Eso acaba de cambiar. El Decreto 0742 de 2026, expedido el 28 de julio, reglamenta por primera vez el cierre de minas como una fase obligatoria e integral del ciclo de vida minero. La idea de fondo es simple pero transformadora: la recuperación del territorio no se planifica cuando la mina cierra, sino desde el día en que se concibe el proyecto.
¿Qué establece la norma?
El decreto convierte el cierre progresivo en una etapa esencial de la actividad extractiva y fija responsabilidades ambientales, sociales, laborales y financieras para los titulares mineros. En concreto, obliga a:
- Planificar el cierre desde las primeras etapas del proyecto, no al final de la vida útil de la mina.
- Ejecutar acciones de recuperación de forma progresiva durante toda la operación.
- Mantener monitoreo y seguimiento poscierre una vez terminadas las labores extractivas.
Los Planes de Cierre deberán incorporar restauración ecológica, recuperación de cuerpos de agua, rehabilitación de suelos, monitoreo poscierre, participación de las comunidades y garantías financieras que aseguren el cumplimiento de las obligaciones ambientales.
El giro clave: costear el cierre desde el principio
El elemento más disruptivo para el sector es financiero. La norma exige que los operadores calculen y declaren los costos del cierre desde el inicio y se preparen para ejecutarlo en simultáneo con la operación. En palabras de la ministra encargada de Ambiente, Irene Vélez Torres, se trata de una responsabilidad «con la gente, la naturaleza y las actividades productivas de los territorios».

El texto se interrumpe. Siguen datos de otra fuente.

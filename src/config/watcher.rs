//! Hot reload of the gateway configuration file.
//!
//! Every create/modify event re-runs the full load: parse, environment
//! overrides, validation. Only a config that passes all three reaches the
//! server; a broken edit leaves the running config in place.

use std::path::{Path, PathBuf};
use std::time::Duration;

use notify::{Config, Event, RecommendedWatcher, RecursiveMode, Watcher};
use tokio::sync::mpsc;

use crate::config::loader::{load_config, ConfigError};
use crate::config::schema::GatewayConfig;

const POLL_INTERVAL: Duration = Duration::from_secs(2);

/// What a single file event led to.
#[derive(Debug)]
pub enum ReloadOutcome {
    /// Event kind that does not touch file contents.
    Ignored,
    /// A valid config was forwarded to the server.
    Applied,
    /// The file no longer loads; the running config stays.
    Rejected(ConfigError),
    /// Nobody is listening for updates any more.
    Closed,
}

/// Watches one config file and forwards validated configs on a channel.
pub struct ConfigWatcher {
    path: PathBuf,
    update_tx: mpsc::UnboundedSender<GatewayConfig>,
}

impl ConfigWatcher {
    /// Returns the watcher and the receiving end the server drains.
    pub fn new(path: &Path) -> (Self, mpsc::UnboundedReceiver<GatewayConfig>) {
        let (update_tx, update_rx) = mpsc::unbounded_channel();
        let watcher = Self {
            path: path.to_path_buf(),
            update_tx,
        };
        (watcher, update_rx)
    }

    pub fn path(&self) -> &Path {
        &self.path
    }

    /// React to one notify event.
    pub fn handle_event(&self, event: notify::Result<Event>) -> ReloadOutcome {
        let event = match event {
            Ok(event) => event,
            Err(e) => {
                tracing::error!(error = ?e, "Config watch error");
                return ReloadOutcome::Ignored;
            }
        };
        if !(event.kind.is_modify() || event.kind.is_create()) {
            return ReloadOutcome::Ignored;
        }

        tracing::info!(path = ?self.path, "Config file change detected, reloading");
        match load_config(&self.path) {
            Ok(config) => {
                if self.update_tx.send(config).is_err() {
                    tracing::warn!("Config update receiver dropped");
                    return ReloadOutcome::Closed;
                }
                ReloadOutcome::Applied
            }
            Err(e) => {
                tracing::error!(error = %e, "Failed to reload config, keeping current configuration");
                ReloadOutcome::Rejected(e)
            }
        }
    }

    /// Start watching on notify's background thread.
    ///
    /// The returned watcher must be kept alive for events to keep flowing.
    pub fn run(self) -> Result<RecommendedWatcher, notify::Error> {
        let path = self.path.clone();
        let mut watcher = RecommendedWatcher::new(
            move |res: notify::Result<Event>| {
                self.handle_event(res);
            },
            Config::default().with_poll_interval(POLL_INTERVAL),
        )?;

        watcher.watch(&path, RecursiveMode::NonRecursive)?;

        tracing::info!(path = ?path, "Config watcher started");
        Ok(watcher)
    }
}

#[cfg(test)]
mod tests {
    use super::*;
    use notify::event::{AccessKind, CreateKind, ModifyKind};
    use notify::EventKind;
    use std::fs;

    const VALID: &str = r#"
environment = "development"

[auth]
api_key = "watch-key-0123456789abcdef"
jwt_secret = "watch-secret-0123456789abcdef0123456789"

[rate_limit]
requests = 7
window_secs = 30
"#;

    fn temp_path() -> PathBuf {
        std::env::temp_dir().join(format!("gateway-watch-{}.toml", uuid::Uuid::new_v4()))
    }

    fn modified(path: &Path) -> notify::Result<Event> {
        Ok(Event::new(EventKind::Modify(ModifyKind::Any)).add_path(path.to_path_buf()))
    }

    #[test]
    fn test_valid_edit_is_forwarded() {
        let path = temp_path();
        fs::write(&path, VALID).unwrap();
        let (watcher, mut updates) = ConfigWatcher::new(&path);

        assert!(matches!(watcher.handle_event(modified(&path)), ReloadOutcome::Applied));
        let config = updates.try_recv().unwrap();
        assert_eq!(config.rate_limit.requests, 7);
        assert_eq!(config.rate_limit.window_secs, 30);

        let created = Ok(Event::new(EventKind::Create(CreateKind::File)));
        assert!(matches!(watcher.handle_event(created), ReloadOutcome::Applied));
        assert!(updates.try_recv().is_ok());

        fs::remove_file(&path).unwrap_or_default();
    }

    #[test]
    fn test_invalid_edit_keeps_running_config() {
        let path = temp_path();
        fs::write(&path, VALID.replace("requests = 7", "requests = 0")).unwrap();
        let (watcher, mut updates) = ConfigWatcher::new(&path);

        let outcome = watcher.handle_event(modified(&path));
        assert!(matches!(outcome, ReloadOutcome::Rejected(ConfigError::Validation(_))));
        assert!(updates.try_recv().is_err());

        fs::write(&path, "[rate_limit\n").unwrap();
        let outcome = watcher.handle_event(modified(&path));
        assert!(matches!(outcome, ReloadOutcome::Rejected(ConfigError::Parse(_))));
        assert!(updates.try_recv().is_err());

        fs::remove_file(&path).unwrap_or_default();
    }

    #[test]
    fn test_reads_and_errors_are_ignored() {
        let path = temp_path();
        let (watcher, mut updates) = ConfigWatcher::new(&path);

        let read = Ok(Event::new(EventKind::Access(AccessKind::Any)));
        assert!(matches!(watcher.handle_event(read), ReloadOutcome::Ignored));
        let failed = Err(notify::Error::generic("watch backend failed"));
        assert!(matches!(watcher.handle_event(failed), ReloadOutcome::Ignored));
        assert!(updates.try_recv().is_err());
    }

    #[test]
    fn test_dropped_receiver_is_reported() {
        let path = temp_path();
        fs::write(&path, VALID).unwrap();
        let (watcher, updates) = ConfigWatcher::new(&path);
        drop(updates);

        assert!(matches!(watcher.handle_event(modified(&path)), ReloadOutcome::Closed));

        fs::remove_file(&path).unwrap_or_default();
    }

    #[tokio::test]
    async fn test_file_change_reaches_receiver() {
        let path = temp_path();
        fs::write(&path, VALID).unwrap();
        let (watcher, mut updates) = ConfigWatcher::new(&path);
        let _guard = watcher.run().unwrap();

        tokio::time::sleep(Duration::from_millis(100)).await;
        fs::write(&path, VALID.replace("requests = 7", "requests = 9")).unwrap();

        let config = tokio::time::timeout(Duration::from_secs(10), async {
            loop {
                match updates.recv().await {
                    Some(config) if config.rate_limit.requests == 9 => break config,
                    Some(_) => continue,
                    None => panic!("watcher channel closed"),
                }
            }
        })
        .await
        .unwrap();
        assert_eq!(config.rate_limit.window_secs, 30);

        fs::remove_file(&path).unwrap_or_default();
    }
}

Para las áreas de finanzas, riesgo y ESG, esto significa internalizar el costo de cierre en el modelo económico del proyecto desde el año cero, no diferirlo como un pasivo futuro difuso.
El cierre no es abandono
Un matiz importante: el decreto entiende que cerrar una mina no equivale a abandonar el territorio. Exige planificar usos posteriores compatibles con las características ambientales de cada región. Entre las alternativas contempladas están la restauración y conservación de la biodiversidad, la reconversión productiva, la bioeconomía, la infraestructura hídrica y proyectos de generación y almacenamiento de energía.
En otras palabras, el pospozo puede ser una oportunidad de desarrollo, no solo una obligación de remediación.
Transparencia como requisito
La información sobre estos procesos deberá ser pública y accesible, reforzando la transparencia y la participación ciudadana en las decisiones sobre el futuro de los territorios mineros. Es una señal clara de hacia dónde se mueve el estándar de licenciamiento social en el país.
Lo que viene
El decreto es el marco; faltan las reglas finas. Los Ministerios de Ambiente y de Minas y Energía tienen seis meses para expedir los términos de referencia que operativicen el nuevo modelo de cierre. Ese será el momento decisivo para las empresas: ahí se definirá el «cómo».
¿Qué debería hacer el sector ahora?
- Revisar los planes de cierre existentes frente al nuevo enfoque de cierre progresivo.
- Cuantificar y provisionar los costos de cierre y las garantías financieras desde ya.
- Anticipar los términos de referencia que llegarán en los próximos meses.
- Diseñar el uso posterior del suelo como parte integral del proyecto, no como un anexo.
Colombia se suma así a una tendencia global que trata el cierre minero como una disciplina técnica y financiera propia, y no como el trámite final de un proyecto. Para quienes trabajamos en minería, ambiente, ESG o derecho, el mensaje es claro: la restauración ya es parte del plan de negocio.